Court Order / Findings

The Board of Discipline examined extensive documentary evidence, statutory filings, directors’ reports, financial statements, resolutions and submissions of both parties. The Board observed that the role of Director Simplicitor is narrowly defined and restricted to attending board meetings without involvement in management or administration. On evaluation of the material on record, the Board found that the respondent’s conduct was not confined to a passive directorship but demonstrated active and repeated involvement in corporate affairs, statutory compliance and decision-making across multiple companies over several years.

The Board held that mere nomenclature of “Director Simplicitor” cannot override the substance of conduct. It was observed that the respondent failed to make full and fair disclosures to ICAI and did not obtain the requisite permission of the Council while engaging in such activities. Applying the standard of preponderance of probabilities applicable to disciplinary proceedings, the Board concluded that the respondent had contravened the provisions of the Chartered Accountants Act, 1949, the Regulations and the Code of Ethics.

Important Clarification

The Board clarified that while practising Chartered Accountants are permitted to act as Director Simplicitor, such permission is conditional and limited.
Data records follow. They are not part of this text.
use crate::{AppState, handlers};
use axum::{
    Router,
    routing::{get, patch, post},
};

/// Admin Router Module
///
/// Moderation endpoints. The router is wrapped in `require_admin` inside
/// `require_auth`: the caller must hold a valid session, and the directory must list
/// them as `admin` at the time of the request.
pub fn admin_routes() -> Router<AppState> {
    Router::new()
        // --- User moderation ---
        .route("/users", get(handlers::list_users))
        // PATCH /users/update/{email}
        // Promotes, demotes or changes the status of a user.
        .route("/users/update/{email}", patch(handlers::update_user))
        .route("/usersCount", get(handlers::count_users))
        // --- Content moderation ---
        .route("/addTags", post(handlers::add_tag))
        .route("/addAnnouncement", post(handlers::add_announcement))
        .route("/reports", get(handlers::list_reports))
}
Any conduct indicating active involvement in management, administration or business operations of companies, even without formal designation as managing or whole-time director, attracts professional misconduct under Item (11) of Part I of the First Schedule.

Final Outcome

The Board of Discipline, ICAI, held that CA Rajesh Kumar Chandak was GUILTY of Professional Misconduct under Item (11) of Part I of the First Schedule to the Chartered Accountants Act, 1949. The matter was disposed of in accordance with law under Section 21A of the Act, holding that the respondent had violated the permissible limits of directorship while being in practice.